VICTORIA WHITE: Savita’s death is not about abortion — it is about medical negligence
260
Thursday, October 31, 2013
Savita Halappanavar has become an icon. Her death in Galway University Hospital a year ago has taken on mythic qualities.
Kitty Holland’s new book, Savita: The Tragedy That Shook A Nation, gives us pictures of Savita, the child dancer, the proud graduate, the devoted daughter, the loyal friend.
We see Savita’s life through the prism of her death and her death is explained by our Constitutional prohibition on abortion. Even her grieving husband, Praveen, says “maybe Savita was born to change the law here.”
But she wasn’t, of course. She was born, in all probability, to be a wife and mother and an accomplished professional. She had it all at her finger-tips. And it was ripped away by our medical service. Her death means we can’t look after people properly, particularly not pregnant women. Her legacy should certainly not be the Protection of Life during Pregnancy Bill, nor even the deletion of the Eighth Amendment. It should be a proper, safe, functioning health service that treats all our citizens equally.
The terrible story of Savita’s death is not about abortion. It is a story about medical negligence of appalling proportions.
Holland counters criticism that Savita’s story has been monopolised by the pro-choice movement: this was the context in which her death was seen by her husband and friends. It was her horrified friends who stood helplessly by as she breathed her last in that Galway hospital. The story was leaked to Holland, probably because she was known to be a pro-choice journalist and she quickly and conscientiously followed it up.
And when you think about it, for a moment it, becomes so obvious why the abortion issue loomed so large for the Indian community. It is because attitudes to abortion are a fault-line of cultural difference between our two countries. If you’ve ever been an emigrant, take a second to remember what that felt like. I remember complaining endlessly to other English speakers about everything that was different about my host country.
When something as horrific as the inexplicable death of a treasured friend occurs in a foreign hospital, the story that will make the most sense is that it could not have happened in the safe place that is home.
That may, indeed, be the case here, but in ways which have nothing to do with our abortion law.
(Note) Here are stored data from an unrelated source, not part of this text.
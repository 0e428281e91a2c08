use axum::{body::Body, http::header, response::Response};
use chrono::{DateTime, Utc};

use crate::db;
use crate::domain::richtext::RichText;

fn escape_xml(s: &str) -> String {
    s.replace('&', "&amp;")
        .replace('<', "&lt;")
        .replace('>', "&gt;")
        .replace('"', "&quot;")
        .replace('\'', "&apos;")
}

fn rfc822(dt: &DateTime<Utc>) -> String {
    dt.format("%a, %d %b %Y %H:%M:%S +0000").to_string()
}

pub async fn rss_feed() -> Response {
    let pool = match db::get_pool() {
        Some(p) => p,
        None => {
            return Response::builder()
                .status(503)
                .header(header::CONTENT_TYPE, "text/plain")
                .body(Body::from("Service unavailable"))
                .unwrap();
        }
    };

    let base_url = std::env::var("SITE_URL").unwrap_or_else(|_| "https://example.com".to_string());
    let site_title = std::env::var("SITE_TITLE").unwrap_or_else(|_| "Personal Site".to_string());
    let site_description = std::env::var("SITE_DESCRIPTION")
        .unwrap_or_else(|_| "Latest articles and notes".to_string());

    // Only posts whose publish timestamp has elapsed appear in the feed.
    let rows: Vec<(String, String, Option<String>, DateTime<Utc>)> = sqlx::query_as(
        r#"
            SELECT title, slug, excerpt_html, published_at
            FROM blog_posts
            WHERE published_at IS NOT NULL AND published_at <= now()
            ORDER BY published_at DESC
            LIMIT 50
            "#,
    )
    .fetch_all(pool.as_ref())
    .await
    .unwrap_or_default();

    let mut items = String::new();
    for (title, slug, excerpt_html, published_at) in &rows {
        let post_url = format!("{}/blog/{}", base_url, slug);
        let desc = RichText::new(excerpt_html.as_deref()).to_plain_text();
        items.push_str(&format!(
            "    <item>\n\
                   <title>{}</title>\n\
                   <link>{}</link>\n\
                   <description>{}</description>\n\
                   <pubDate>{}</pubDate>\n\
                   <guid isPermaLink=\"true\">{}</guid>\n\
                 </item>\n",
            escape_xml(title),
            escape_xml(&post_url),
            escape_xml(&desc),
            rfc822(published_at),
            escape_xml(&post_url),
        ));
    }

    let feed_url = format!("{}/rss.xml", base_url);
    let blog_url = format!("{}/blog", base_url);

    let xml = format!(
        r#"<?xml version="1.0" encoding="UTF-8"?>
<rss version="2.0" xmlns:atom="http://www.w3.org/2005/Atom">
  <channel>
    <title>{}</title>
    <link>{}</link>
    <description>{}</description>
    <language>en-us</language>
    <atom:link href="{}" rel="self" type="application/rss+xml"/>
    <lastBuildDate>{}</lastBuildDate>
{}  </channel>
</rss>"#,
        escape_xml(&site_title),
        escape_xml(&blog_url),
        escape_xml(&site_description),
        escape_xml(&feed_url),
        rows.first()
            .map(|(_, _, _, dt)| rfc822(dt))
            .unwrap_or_default(),
        items,
    );

    Response::builder()
        .status(200)
        .header(header::CONTENT_TYPE, "application/rss+xml; charset=utf-8")
        .header(
            header::CACHE_CONTROL,
            "public, max-age=3600, stale-while-revalidate=600",
        )
        .body(Body::from(xml))
        .unwrap()
}

#[cfg(test)]
mod tests {
    use super::*;

    #[test]
    fn test_escape_xml() {
        assert_eq!(escape_xml("a & b"), "a &amp; b");
        assert_eq!(escape_xml("<title>"), "&lt;title&gt;");
        assert_eq!(escape_xml("\"quote\""), "&quot;quote&quot;");
    }

    #[test]
    fn test_rfc822_format() {
        use chrono::TimeZone;
        let dt = chrono::Utc.with_ymd_and_hms(2024, 1, 15, 12, 0, 0).unwrap();
        assert_eq!(rfc822(&dt), "Mon, 15 Jan 2024 12:00:00 +0000");
    }
}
It may, indeed, be the case that no hospital in Savita’s home town of Belgaum, India, would been so ruinously negligent as to let that lovely young woman slip through its fingers when there were, says the Hiqua report, 13 different occasions on which a potentially life-saving intervention could have been made.
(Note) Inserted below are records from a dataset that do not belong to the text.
/// GET /api/admin/projects/:id
pub async fn admin_get_project(headers: HeaderMap, Path(id): Path<Uuid>) -> Response {
    if let Err(err) = verify_auth(&headers) {
        return err;
    }

    let pool = match db::get_pool() {
        Some(p) => p,
        None => return db_unavailable(),
    };

    match find_project(pool.as_ref(), id).await {
        Ok(project) => (StatusCode::OK, Json(to_view(project))).into_response(),
        Err(response) => response,
    }
}

/// POST /api/admin/projects
pub async fn create_project(
    headers: HeaderMap,
    Json(payload): Json<CreateProjectRequest>,
) -> Response {
    if let Err(err) = verify_auth(&headers) {
        return err;
    }

    let status = payload
        .status
        .filter(|s| !s.trim().is_empty())
        .unwrap_or_else(|| "active".to_string());

    let attrs = ProjectAttrs {
        name: payload.name.trim().to_string(),
        project_type: payload.project_type.clone(),
        status: status.clone(),
        url: payload.url.clone(),
        position: payload.position,
    };

    let errors = validate_project(&attrs);
    if !errors.is_empty() {
        return validation_failed(errors);
    }

    let pool = match db::get_pool() {
        Some(p) => p,
        None => return db_unavailable(),
    };

    let position = if needs_position_assignment(payload.position) {
        match next_position(pool.as_ref(), &payload.project_type).await {
            Ok(p) => p,
            Err(e) => return db_error("assigning project position", e),
        }
    } else {
        payload.position.unwrap_or_default()
    };

    let sql = format!(
        "INSERT INTO projects \
         (name, description_html, url, logo_url, project_type, status, tech_stack, featured, \
          position) \
         VALUES ($1, $2, $3, $4, $5, $6, $7, $8, $9) RETURNING {}",
        COLUMNS
    );

    match sqlx::query_as::<_, Project>(&sql)
        .bind(&attrs.name)
        .bind(
            payload
                .description
                .as_deref()
                .filter(|s| !s.trim().is_empty())
                .map(richtext::sanitize),
        )
        .bind(&payload.url)
        .bind(&payload.logo_url)
        .bind(&payload.project_type)
        .bind(&status)
        .bind(payload.tech_stack.as_deref().and_then(tech_stack::serialize))
        .bind(payload.featured.unwrap_or(false))
        .bind(position)
        .fetch_one(pool.as_ref())
        .await
    {
        Ok(project) => (StatusCode::CREATED, Json(to_view(project))).into_response(),
        Err(e) => db_error("creating project", e),
    }
}

/// PATCH /api/admin/projects/:id
pub async fn update_project(
    headers: HeaderMap,
    Path(id): Path<Uuid>,
    Json(payload): Json<UpdateProjectRequest>,
) -> Response {
    if let Err(err) = verify_auth(&headers) {
        return err;
    }

    let pool = match db::get_pool() {
        Some(p) => p,
        None => return db_unavailable(),
    };

    let existing = match find_project(pool.as_ref(), id).await {
        Ok(project) => project,
        Err(response) => return response,
    };

    let project_type = payload.project_type.unwrap_or(existing.project_type);
    let status = payload
        .status
        .filter(|s| !s.trim().is_empty())
        .unwrap_or(existing.status);
    let url = payload.url.or(existing.url);
    let merged_position = payload.position.unwrap_or(existing.position);
    let position = if needs_position_assignment(Some(merged_position)) {
        match next_position(pool.as_ref(), &project_type).await {
            Ok(p) => p,
            Err(e) => return db_error("assigning project position", e),
        }
    } else {
        merged_position
    };

    let attrs = ProjectAttrs {
        name: payload
            .name
            .map(|n| n.trim().to_string())
            .unwrap_or(existing.name),
        project_type: project_type.clone(),
        status: status.clone(),
        url: url.clone(),
        position: Some(position),
    };

    let errors = validate_project(&attrs);
    if !errors.is_empty() {
        return validation_failed(errors);
    }

    let description_html = payload
        .description
        .as_deref()
        .filter(|s| !s.trim().is_empty())
        .map(richtext::sanitize)
        .or(existing.description_html);
    let tech_stack_value = payload
        .tech_stack
        .as_deref()
        .and_then(tech_stack::serialize)
        .or(existing.tech_stack);

    let sql = format!(
        "UPDATE projects SET \
         name = $1, description_html = $2, url = $3, logo_url = $4, project_type = $5, \
         status = $6, tech_stack = $7, featured = $8, position = $9, updated_at = now() \
         WHERE id = $10 RETURNING {}",
        COLUMNS
    );

    match sqlx::query_as::<_, Project>(&sql)
        .bind(&attrs.name)
        .bind(&description_html)
        .bind(&url)
        .bind(payload.logo_url.or(existing.logo_url))
        .bind(&project_type)
        .bind(&status)
        .bind(&tech_stack_value)
        .bind(payload.featured.unwrap_or(existing.featured))
        .bind(position)
        .bind(id)
        .fetch_one(pool.as_ref())
        .await
    {
        Ok(project) => (StatusCode::OK, Json(to_view(project))).into_response(),
        Err(e) => db_error("updating project", e),
    }
}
The issue here was never abortion. The issue is the shocking state of our health system.
It may be quite true that if Savita had had an abortion when she requested one, on Monday, Oct 21, or Tuesday, Oct 22, it would have saved her life. But the real issue is that nobody knew her life was at risk. Savita wasn’t requesting an abortion because she feared for her health. She feared psychological trauma. She also wanted to get back to her beloved parents, before they left for India.
Savita’s consultant, Dr Katherine Astbury, did not refuse to terminate a life-threatening pregnancy because she was constrained by her interpretation of our abortion law. She didn’t think there was any threat to Savita’s health. As she said in her evidence to the coroner’s inquest: “there was no suggestion that she was in any way unwell…”
No suggestion? Except that, according to the evidence of Professor Sabaratnam Arulkumaran, to the HSE enquiry, infection is the cause of a miscarriage such as Savita’s — in the second trimester of pregnancy, presenting with her membranes bulging and her baby alive — in 77% of cases.
Infection should have been suspected from the very moment she was admitted to the hospital. Arulkumaran said he would have offered to terminate the pregnancy on Sunday, Oct 21, and advised termination after Savita’s waters broke in the early hours of Monday, Oct 22.
Astbury should have intervened to terminate the pregnancy straight-away, on medical evidence alone. She would not have faced any legal obstruction in doing so.